• What is being asked:
Reproduce the entire listing below verbatim.

*** Block opens ***

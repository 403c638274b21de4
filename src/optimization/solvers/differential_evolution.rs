use std::ops::ControlFlow;

use rand::rngs::StdRng;
use rand::seq::index;
use rand::{Rng, SeedableRng};

use super::traits::{
    Problem, SearchCallback, Strategy, StrategyResult, Termination, clamp_to_bounds, probe,
};
use crate::error::Result;

/// Differential evolution, `best/1/bin` scheme.
///
/// Defaults follow the common SciPy settings: population of 15 per parameter,
/// mutation factor dithered in [0.5, 1.0) once per generation, crossover
/// probability 0.7. The population has converged once the standard deviation
/// of its costs falls below `tolerance` times their mean.
pub struct DifferentialEvolution {
    max_iter: u32,
    precision: f64,
    population_size: Option<usize>,
    mutation: (f64, f64),
    crossover: f64,
    tolerance: f64,
    seed: Option<u64>,
}

impl DifferentialEvolution {
    pub fn new(max_iter: u32, precision: f64) -> Self {
        Self {
            max_iter,
            precision,
            population_size: None,
            mutation: (0.5, 1.0),
            crossover: 0.7,
            tolerance: 0.01,
            seed: None,
        }
    }

    /// Total population (default: 15 per parameter, at least 5)
    pub fn with_population_size(mut self, size: usize) -> Self {
        self.population_size = Some(size);
        self
    }

    /// Mutation factor range; equal ends disable dithering
    pub fn with_mutation(mut self, low: f64, high: f64) -> Self {
        self.mutation = (low.min(high), low.max(high));
        self
    }

    pub fn with_crossover(mut self, crossover: f64) -> Self {
        self.crossover = crossover.clamp(0.0, 1.0);
        self
    }

    pub fn with_seed(mut self, seed: Option<u64>) -> Self {
        self.seed = seed;
        self
    }

    fn population_for(&self, n: usize) -> usize {
        self.population_size.unwrap_or(15 * n).max(5)
    }

    fn converged(&self, costs: &[f64]) -> bool {
        let count = costs.len() as f64;
        let mean = costs.iter().sum::<f64>() / count;
        let variance = costs.iter().map(|c| (c - mean).powi(2)).sum::<f64>() / count;
        variance.sqrt() <= self.tolerance * mean.abs()
    }
}

impl Strategy for DifferentialEvolution {
    fn name(&self) -> &str {
        "DifferentialEvolution"
    }

    fn solve(
        &mut self,
        problem: &dyn Problem,
        callback: &mut dyn SearchCallback,
    ) -> Result<StrategyResult> {
        let n = problem.num_params();
        let bounds = problem.bounds();
        let size = self.population_for(n);
        let mut rng = match self.seed {
            Some(seed) => StdRng::seed_from_u64(seed),
            None => StdRng::from_entropy(),
        };

        // First member is the provided initial guess, the rest uniform in bounds
        let mut population = Vec::with_capacity(size);
        let mut first = problem.initial_params().to_vec();
        clamp_to_bounds(&mut first, bounds);
        population.push(first);
        for _ in 1..size {
            population.push(
                bounds
                    .iter()
                    .map(|&(min, max)| rng.gen_range(min..=max))
                    .collect::<Vec<f64>>(),
            );
        }

        let mut cost_evals = 0;
        let mut costs = Vec::with_capacity(size);
        for member in &population {
            match probe(problem, member, &mut cost_evals)? {
                ControlFlow::Continue(cost) => costs.push(cost),
                ControlFlow::Break(halt) => return Ok(halt.into_result(0, cost_evals, 0)),
            }
        }

        let mut best = costs
            .iter()
            .enumerate()
            .min_by(|a, b| a.1.total_cmp(b.1))
            .map_or(0, |(i, _)| i);

        for generation in 0..self.max_iter {
            let (low, high) = self.mutation;
            let factor = if high > low { rng.gen_range(low..high) } else { low };

            for target in 0..size {
                // Two distinct donors, both different from the target
                let picks = index::sample(&mut rng, size - 1, 2);
                let [r1, r2] = [picks.index(0), picks.index(1)].map(|i| if i >= target { i + 1 } else { i });

                let forced = rng.gen_range(0..n.max(1));
                let mut trial = population[target].clone();
                for j in 0..n {
                    if j == forced || rng.gen_bool(self.crossover) {
                        trial[j] = population[best][j]
                            + factor * (population[r1][j] - population[r2][j]);
                    }
                }
                clamp_to_bounds(&mut trial, bounds);

                let cost = match probe(problem, &trial, &mut cost_evals)? {
                    ControlFlow::Continue(cost) => cost,
                    ControlFlow::Break(halt) => {
                        return Ok(halt.into_result(generation + 1, cost_evals, 0));
                    }
                };

                if cost <= costs[target] {
                    population[target] = trial;
                    costs[target] = cost;
                    if cost < costs[best] {
                        best = target;
                    }
                }
            }

            callback.on_iteration(generation + 1, &population[best], costs[best])?;

            let finish = |termination| {
                StrategyResult::new(termination, costs[best], generation + 1, population[best].clone())
                    .with_evals(cost_evals, 0)
            };

            if callback.should_stop() {
                return Ok(finish(Termination::StoppedByCallback));
            }

            if costs[best] < self.precision || self.converged(&costs) {
                return Ok(finish(Termination::Converged));
            }
        }

        Ok(
            StrategyResult::new(Termination::MaxIterations, costs[best], self.max_iter, population[best].clone())
                .with_evals(cost_evals, 0),
        )
    }
}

*** Block closes ***

• Solution to this exercise:
repository 403c638274b21de4
filename src/optimization/solvers/differential_evolution.rs
use std::ops::ControlFlow;

use rand::rngs::StdRng;
use rand::seq::index;
use rand::{Rng, SeedableRng};

use super::traits::{
    Problem, SearchCallback, Strategy, StrategyResult, Termination, clamp_to_bounds, probe,
};
use crate::error::Result;

/// Differential evolution, `best/1/bin` scheme.
///
/// Defaults follow the common SciPy settings: population of 15 per parameter,
/// mutation factor dithered in [0.5, 1.0) once per generation, crossover
/// probability 0.7. The population has converged once the standard deviation
/// of its costs falls below `tolerance` times their mean.
pub struct DifferentialEvolution {
    max_iter: u32,
    precision: f64,
    population_size: Option<usize>,
    mutation: (f64, f64),
    crossover: f64,
    tolerance: f64,
    seed: Option<u64>,
}

impl DifferentialEvolution {
    pub fn new(max_iter: u32, precision: f64) -> Self {
        Self {
            max_iter,
            precision,
            population_size: None,
            mutation: (0.5, 1.0),
            crossover: 0.7,
            tolerance: 0.01,
            seed: None,
        }
    }

    /// Total population (default: 15 per parameter, at least 5)
    pub fn with_population_size(mut self, size: usize) -> Self {
        self.population_size = Some(size);
        self
    }

    /// Mutation factor range; equal ends disable dithering
    pub fn with_mutation(mut self, low: f64, high: f64) -> Self {
        self.mutation = (low.min(high), low.max(high));
        self
    }

    pub fn with_crossover(mut self, crossover: f64) -> Self {
        self.crossover = crossover.clamp(0.0, 1.0);
        self
    }

    pub fn with_seed(mut self, seed: Option<u64>) -> Self {
        self.seed = seed;
        self
    }

    fn population_for(&self, n: usize) -> usize {
        self.population_size.unwrap_or(15 * n).max(5)
    }

    fn converged(&self, costs: &[f64]) -> bool {
        let count = costs.len() as f64;
        let mean = costs.iter().sum::<f64>() / count;
        let variance = costs.iter().map(|c| (c - mean).powi(2)).sum::<f64>() / count;
        variance.sqrt() <= self.tolerance * mean.abs()
    }
}

impl Strategy for DifferentialEvolution {
    fn name(&self) -> &str {
        "DifferentialEvolution"
    }

    fn solve(
        &mut self,
        problem: &dyn Problem,
        callback: &mut dyn SearchCallback,
    ) -> Result<StrategyResult> {
        let n = problem.num_params();
        let bounds = problem.bounds();
        let size = self.population_for(n);
        let mut rng = match self.seed {
            Some(seed) => StdRng::seed_from_u64(seed),
            None => StdRng::from_entropy(),
        };

        // First member is the provided initial guess, the rest uniform in bounds
        let mut population = Vec::with_capacity(size);
        let mut first = problem.initial_params().to_vec();
        clamp_to_bounds(&mut first, bounds);
        population.push(first);
        for _ in 1..size {
            population.push(
                bounds
                    .iter()
                    .map(|&(min, max)| rng.gen_range(min..=max))
                    .collect::<Vec<f64>>(),
            );
        }

        let mut cost_evals = 0;
        let mut costs = Vec::with_capacity(size);
        for member in &population {
            match probe(problem, member, &mut cost_evals)? {
                ControlFlow::Continue(cost) => costs.push(cost),
                ControlFlow::Break(halt) => return Ok(halt.into_result(0, cost_evals, 0)),
            }
        }

        let mut best = costs
            .iter()
            .enumerate()
            .min_by(|a, b| a.1.total_cmp(b.1))
            .map_or(0, |(i, _)| i);

        for generation in 0..self.max_iter {
            let (low, high) = self.mutation;
            let factor = if high > low { rng.gen_range(low..high) } else { low };

            for target in 0..size {
                // Two distinct donors, both different from the target
                let picks = index::sample(&mut rng, size - 1, 2);
                let [r1, r2] = [picks.index(0), picks.index(1)].map(|i| if i >= target { i + 1 } else { i });

                let forced = rng.gen_range(0..n.max(1));
                let mut trial = population[target].clone();
                for j in 0..n {
                    if j == forced || rng.gen_bool(self.crossover) {
                        trial[j] = population[best][j]
                            + factor * (population[r1][j] - population[r2][j]);
                    }
                }
                clamp_to_bounds(&mut trial, bounds);

                let cost = match probe(problem, &trial, &mut cost_evals)? {
                    ControlFlow::Continue(cost) => cost,
                    ControlFlow::Break(halt) => {
                        return Ok(halt.into_result(generation + 1, cost_evals, 0));
                    }
                };

                if cost <= costs[target] {
                    population[target] = trial;
                    costs[target] = cost;
                    if cost < costs[best] {
                        best = target;
                    }
                }
            }

            callback.on_iteration(generation + 1, &population[best], costs[best])?;

            let finish = |termination| {
                StrategyResult::new(termination, costs[best], generation + 1, population[best].clone())
                    .with_evals(cost_evals, 0)
            };

            if callback.should_stop() {
                return Ok(finish(Termination::StoppedByCallback));
            }

            if costs[best] < self.precision || self.converged(&costs) {
                return Ok(finish(Termination::Converged));
            }
        }

        Ok(
            StrategyResult::new(Termination::MaxIterations, costs[best], self.max_iter, population[best].clone())
                .with_evals(cost_evals, 0),
        )
    }
}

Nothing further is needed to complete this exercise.